### DATA TO PROCESS
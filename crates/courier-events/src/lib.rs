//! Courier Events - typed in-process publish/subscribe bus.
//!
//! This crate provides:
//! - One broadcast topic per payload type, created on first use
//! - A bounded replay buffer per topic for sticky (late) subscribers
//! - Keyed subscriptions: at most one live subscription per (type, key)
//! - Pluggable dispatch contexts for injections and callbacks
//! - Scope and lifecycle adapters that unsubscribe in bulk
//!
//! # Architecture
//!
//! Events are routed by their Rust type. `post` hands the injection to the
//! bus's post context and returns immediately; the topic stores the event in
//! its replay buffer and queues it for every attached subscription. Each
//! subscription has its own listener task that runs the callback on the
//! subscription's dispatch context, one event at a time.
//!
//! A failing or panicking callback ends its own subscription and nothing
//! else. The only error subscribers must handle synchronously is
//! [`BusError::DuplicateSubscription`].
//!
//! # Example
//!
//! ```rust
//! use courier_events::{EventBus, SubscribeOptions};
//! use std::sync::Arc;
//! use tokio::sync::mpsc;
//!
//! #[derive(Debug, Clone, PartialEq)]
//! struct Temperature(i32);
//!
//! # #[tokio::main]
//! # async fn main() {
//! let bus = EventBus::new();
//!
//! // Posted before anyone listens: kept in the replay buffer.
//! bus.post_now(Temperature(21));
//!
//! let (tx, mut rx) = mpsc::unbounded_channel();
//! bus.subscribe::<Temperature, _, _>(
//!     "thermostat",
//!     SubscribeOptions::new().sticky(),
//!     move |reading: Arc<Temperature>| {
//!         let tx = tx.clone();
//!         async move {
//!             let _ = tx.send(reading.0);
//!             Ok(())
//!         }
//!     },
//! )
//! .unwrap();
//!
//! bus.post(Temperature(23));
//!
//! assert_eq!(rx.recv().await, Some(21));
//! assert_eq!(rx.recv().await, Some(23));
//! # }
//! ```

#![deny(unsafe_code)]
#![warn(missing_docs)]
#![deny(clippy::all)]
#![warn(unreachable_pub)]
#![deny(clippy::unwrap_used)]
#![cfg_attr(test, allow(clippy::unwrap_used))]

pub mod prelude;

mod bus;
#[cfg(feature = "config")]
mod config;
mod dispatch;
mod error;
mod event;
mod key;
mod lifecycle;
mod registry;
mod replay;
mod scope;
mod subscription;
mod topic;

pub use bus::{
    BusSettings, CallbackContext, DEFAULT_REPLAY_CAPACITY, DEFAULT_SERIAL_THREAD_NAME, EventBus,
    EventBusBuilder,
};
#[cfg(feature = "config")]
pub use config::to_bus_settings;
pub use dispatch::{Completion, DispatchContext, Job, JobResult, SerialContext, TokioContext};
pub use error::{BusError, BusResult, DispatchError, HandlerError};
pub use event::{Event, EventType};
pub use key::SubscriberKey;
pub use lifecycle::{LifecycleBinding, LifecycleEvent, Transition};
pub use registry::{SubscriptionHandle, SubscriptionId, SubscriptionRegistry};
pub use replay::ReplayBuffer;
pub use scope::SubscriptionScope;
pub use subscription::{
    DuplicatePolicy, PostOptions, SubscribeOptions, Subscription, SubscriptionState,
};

* * *

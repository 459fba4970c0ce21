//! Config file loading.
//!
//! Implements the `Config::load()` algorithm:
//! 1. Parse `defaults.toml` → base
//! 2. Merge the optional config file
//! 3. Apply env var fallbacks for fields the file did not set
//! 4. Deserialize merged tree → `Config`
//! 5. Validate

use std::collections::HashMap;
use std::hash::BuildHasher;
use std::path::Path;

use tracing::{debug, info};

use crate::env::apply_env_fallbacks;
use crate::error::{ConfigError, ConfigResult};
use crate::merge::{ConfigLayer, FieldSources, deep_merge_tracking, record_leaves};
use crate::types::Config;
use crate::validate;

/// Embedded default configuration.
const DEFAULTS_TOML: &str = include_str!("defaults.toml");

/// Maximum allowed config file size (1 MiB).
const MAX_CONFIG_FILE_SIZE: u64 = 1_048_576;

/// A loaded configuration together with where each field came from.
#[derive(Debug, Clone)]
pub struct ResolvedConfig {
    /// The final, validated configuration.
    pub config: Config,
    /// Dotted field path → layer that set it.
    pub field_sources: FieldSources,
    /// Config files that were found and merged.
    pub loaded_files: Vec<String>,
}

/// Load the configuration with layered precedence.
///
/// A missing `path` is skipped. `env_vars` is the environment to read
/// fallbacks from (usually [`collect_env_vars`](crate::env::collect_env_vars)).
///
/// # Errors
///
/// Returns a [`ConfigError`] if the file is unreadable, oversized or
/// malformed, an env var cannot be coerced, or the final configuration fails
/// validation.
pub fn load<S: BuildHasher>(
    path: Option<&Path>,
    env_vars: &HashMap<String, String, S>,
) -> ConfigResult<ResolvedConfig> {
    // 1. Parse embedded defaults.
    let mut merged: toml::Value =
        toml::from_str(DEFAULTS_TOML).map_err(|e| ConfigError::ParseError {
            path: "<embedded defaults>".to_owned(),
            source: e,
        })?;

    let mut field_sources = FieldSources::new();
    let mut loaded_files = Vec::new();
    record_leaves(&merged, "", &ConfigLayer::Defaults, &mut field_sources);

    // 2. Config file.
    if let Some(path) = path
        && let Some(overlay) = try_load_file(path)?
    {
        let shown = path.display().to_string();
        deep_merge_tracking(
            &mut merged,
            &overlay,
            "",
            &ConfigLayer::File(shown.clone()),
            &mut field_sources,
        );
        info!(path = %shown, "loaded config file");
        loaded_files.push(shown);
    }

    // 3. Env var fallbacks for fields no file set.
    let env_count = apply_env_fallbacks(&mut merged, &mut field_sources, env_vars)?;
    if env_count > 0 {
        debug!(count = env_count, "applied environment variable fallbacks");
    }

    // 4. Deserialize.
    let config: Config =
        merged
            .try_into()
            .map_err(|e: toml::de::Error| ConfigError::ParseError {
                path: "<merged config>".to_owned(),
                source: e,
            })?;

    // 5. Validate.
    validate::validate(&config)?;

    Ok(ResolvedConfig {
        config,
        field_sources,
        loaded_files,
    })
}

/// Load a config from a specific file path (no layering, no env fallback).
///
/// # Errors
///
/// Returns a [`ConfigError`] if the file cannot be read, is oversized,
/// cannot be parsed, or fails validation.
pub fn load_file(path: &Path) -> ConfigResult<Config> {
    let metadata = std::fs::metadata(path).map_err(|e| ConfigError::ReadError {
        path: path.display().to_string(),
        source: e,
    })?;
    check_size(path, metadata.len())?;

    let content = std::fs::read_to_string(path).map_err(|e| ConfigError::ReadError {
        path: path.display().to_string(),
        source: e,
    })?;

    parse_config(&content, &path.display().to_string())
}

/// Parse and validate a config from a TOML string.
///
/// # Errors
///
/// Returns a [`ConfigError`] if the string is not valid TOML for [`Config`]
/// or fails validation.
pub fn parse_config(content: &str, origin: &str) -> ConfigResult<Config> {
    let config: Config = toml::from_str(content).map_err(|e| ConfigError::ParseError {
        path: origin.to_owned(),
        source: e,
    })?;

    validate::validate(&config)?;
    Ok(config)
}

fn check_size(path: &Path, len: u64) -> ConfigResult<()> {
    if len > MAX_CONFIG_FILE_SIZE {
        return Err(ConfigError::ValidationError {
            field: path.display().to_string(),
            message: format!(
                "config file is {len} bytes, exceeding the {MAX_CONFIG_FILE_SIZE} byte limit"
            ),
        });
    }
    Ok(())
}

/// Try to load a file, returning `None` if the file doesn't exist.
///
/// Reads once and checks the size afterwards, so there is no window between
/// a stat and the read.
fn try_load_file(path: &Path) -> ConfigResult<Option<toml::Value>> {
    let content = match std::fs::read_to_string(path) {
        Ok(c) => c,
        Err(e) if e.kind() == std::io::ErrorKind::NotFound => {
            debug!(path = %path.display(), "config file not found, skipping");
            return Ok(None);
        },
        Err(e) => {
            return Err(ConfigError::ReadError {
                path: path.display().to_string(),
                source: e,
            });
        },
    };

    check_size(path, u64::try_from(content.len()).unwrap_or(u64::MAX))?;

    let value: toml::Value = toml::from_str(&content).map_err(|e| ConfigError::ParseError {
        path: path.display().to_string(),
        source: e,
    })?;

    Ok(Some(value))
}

--

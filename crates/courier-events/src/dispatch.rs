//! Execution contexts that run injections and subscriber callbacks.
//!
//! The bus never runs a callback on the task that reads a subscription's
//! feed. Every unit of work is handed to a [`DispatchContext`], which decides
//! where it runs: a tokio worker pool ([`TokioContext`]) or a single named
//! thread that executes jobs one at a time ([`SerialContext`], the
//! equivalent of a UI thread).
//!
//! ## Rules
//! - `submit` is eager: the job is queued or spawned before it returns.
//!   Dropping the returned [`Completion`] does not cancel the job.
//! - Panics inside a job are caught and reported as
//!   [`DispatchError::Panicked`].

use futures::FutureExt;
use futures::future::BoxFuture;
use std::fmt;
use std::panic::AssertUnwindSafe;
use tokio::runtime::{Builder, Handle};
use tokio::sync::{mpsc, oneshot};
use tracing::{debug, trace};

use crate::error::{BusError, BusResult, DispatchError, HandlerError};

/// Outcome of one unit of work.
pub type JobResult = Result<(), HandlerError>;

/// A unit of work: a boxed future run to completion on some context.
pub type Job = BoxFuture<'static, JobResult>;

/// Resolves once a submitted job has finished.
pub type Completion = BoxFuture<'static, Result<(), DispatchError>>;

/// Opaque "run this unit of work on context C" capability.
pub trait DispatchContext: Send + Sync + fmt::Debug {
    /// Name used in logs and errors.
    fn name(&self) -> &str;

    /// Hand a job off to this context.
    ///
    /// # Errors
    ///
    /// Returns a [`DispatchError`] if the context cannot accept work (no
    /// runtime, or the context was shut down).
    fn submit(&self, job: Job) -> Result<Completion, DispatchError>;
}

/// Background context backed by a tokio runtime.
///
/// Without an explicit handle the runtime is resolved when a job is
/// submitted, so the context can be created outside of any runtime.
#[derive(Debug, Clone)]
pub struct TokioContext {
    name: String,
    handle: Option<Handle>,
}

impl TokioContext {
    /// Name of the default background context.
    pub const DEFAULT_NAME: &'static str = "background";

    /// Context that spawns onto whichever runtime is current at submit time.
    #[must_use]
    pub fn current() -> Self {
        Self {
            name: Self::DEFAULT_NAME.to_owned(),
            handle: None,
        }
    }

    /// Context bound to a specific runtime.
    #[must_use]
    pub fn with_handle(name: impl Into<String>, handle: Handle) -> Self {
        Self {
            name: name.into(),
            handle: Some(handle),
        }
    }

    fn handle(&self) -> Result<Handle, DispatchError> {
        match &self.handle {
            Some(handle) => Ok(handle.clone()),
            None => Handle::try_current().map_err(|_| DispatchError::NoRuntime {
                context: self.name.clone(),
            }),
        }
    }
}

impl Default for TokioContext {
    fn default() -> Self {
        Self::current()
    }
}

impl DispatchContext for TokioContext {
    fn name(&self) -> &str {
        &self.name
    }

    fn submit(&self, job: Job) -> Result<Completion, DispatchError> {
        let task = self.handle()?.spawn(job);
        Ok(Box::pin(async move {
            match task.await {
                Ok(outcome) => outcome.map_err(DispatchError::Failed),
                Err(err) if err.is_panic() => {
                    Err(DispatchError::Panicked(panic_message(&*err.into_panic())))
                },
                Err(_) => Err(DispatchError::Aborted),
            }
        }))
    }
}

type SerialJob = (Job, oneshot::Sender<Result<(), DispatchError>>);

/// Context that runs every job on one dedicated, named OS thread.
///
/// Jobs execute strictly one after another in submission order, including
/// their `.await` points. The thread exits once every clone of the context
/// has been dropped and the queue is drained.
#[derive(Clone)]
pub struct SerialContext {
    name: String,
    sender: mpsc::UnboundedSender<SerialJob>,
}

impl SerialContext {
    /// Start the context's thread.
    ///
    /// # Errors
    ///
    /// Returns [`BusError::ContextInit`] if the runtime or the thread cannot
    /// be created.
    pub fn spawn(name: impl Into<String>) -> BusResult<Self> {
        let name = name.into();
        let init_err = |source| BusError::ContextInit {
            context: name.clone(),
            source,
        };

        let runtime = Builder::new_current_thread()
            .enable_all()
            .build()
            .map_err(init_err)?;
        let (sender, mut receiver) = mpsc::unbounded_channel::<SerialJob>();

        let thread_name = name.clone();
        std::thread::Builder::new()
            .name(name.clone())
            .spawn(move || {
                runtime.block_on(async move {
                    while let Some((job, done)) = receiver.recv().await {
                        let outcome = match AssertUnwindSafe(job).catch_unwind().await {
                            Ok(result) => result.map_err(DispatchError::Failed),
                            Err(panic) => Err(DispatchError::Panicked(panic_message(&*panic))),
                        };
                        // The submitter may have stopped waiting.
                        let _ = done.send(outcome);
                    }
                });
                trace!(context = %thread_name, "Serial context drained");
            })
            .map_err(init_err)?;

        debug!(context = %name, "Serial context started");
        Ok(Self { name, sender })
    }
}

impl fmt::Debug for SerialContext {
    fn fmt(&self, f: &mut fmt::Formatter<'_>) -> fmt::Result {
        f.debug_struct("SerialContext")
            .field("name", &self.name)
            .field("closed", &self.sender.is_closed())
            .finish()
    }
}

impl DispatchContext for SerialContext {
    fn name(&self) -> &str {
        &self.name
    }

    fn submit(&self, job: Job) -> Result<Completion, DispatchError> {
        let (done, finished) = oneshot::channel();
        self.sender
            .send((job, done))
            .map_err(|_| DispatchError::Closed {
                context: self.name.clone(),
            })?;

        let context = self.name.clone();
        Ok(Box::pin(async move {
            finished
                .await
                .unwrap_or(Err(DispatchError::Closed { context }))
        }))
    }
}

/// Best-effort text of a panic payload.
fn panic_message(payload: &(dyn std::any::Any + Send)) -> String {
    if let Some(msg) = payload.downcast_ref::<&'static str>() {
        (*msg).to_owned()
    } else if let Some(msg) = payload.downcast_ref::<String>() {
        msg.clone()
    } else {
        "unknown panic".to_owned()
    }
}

### ACTIVITY
Return, from the entries, each line that holds "const".

### REPLY TO THE EXERCISE
const DEFAULTS_TOML: &str = include_str!("defaults.toml");
const MAX_CONFIG_FILE_SIZE: u64 = 1_048_576;
    pub const DEFAULT_NAME: &'static str = "background";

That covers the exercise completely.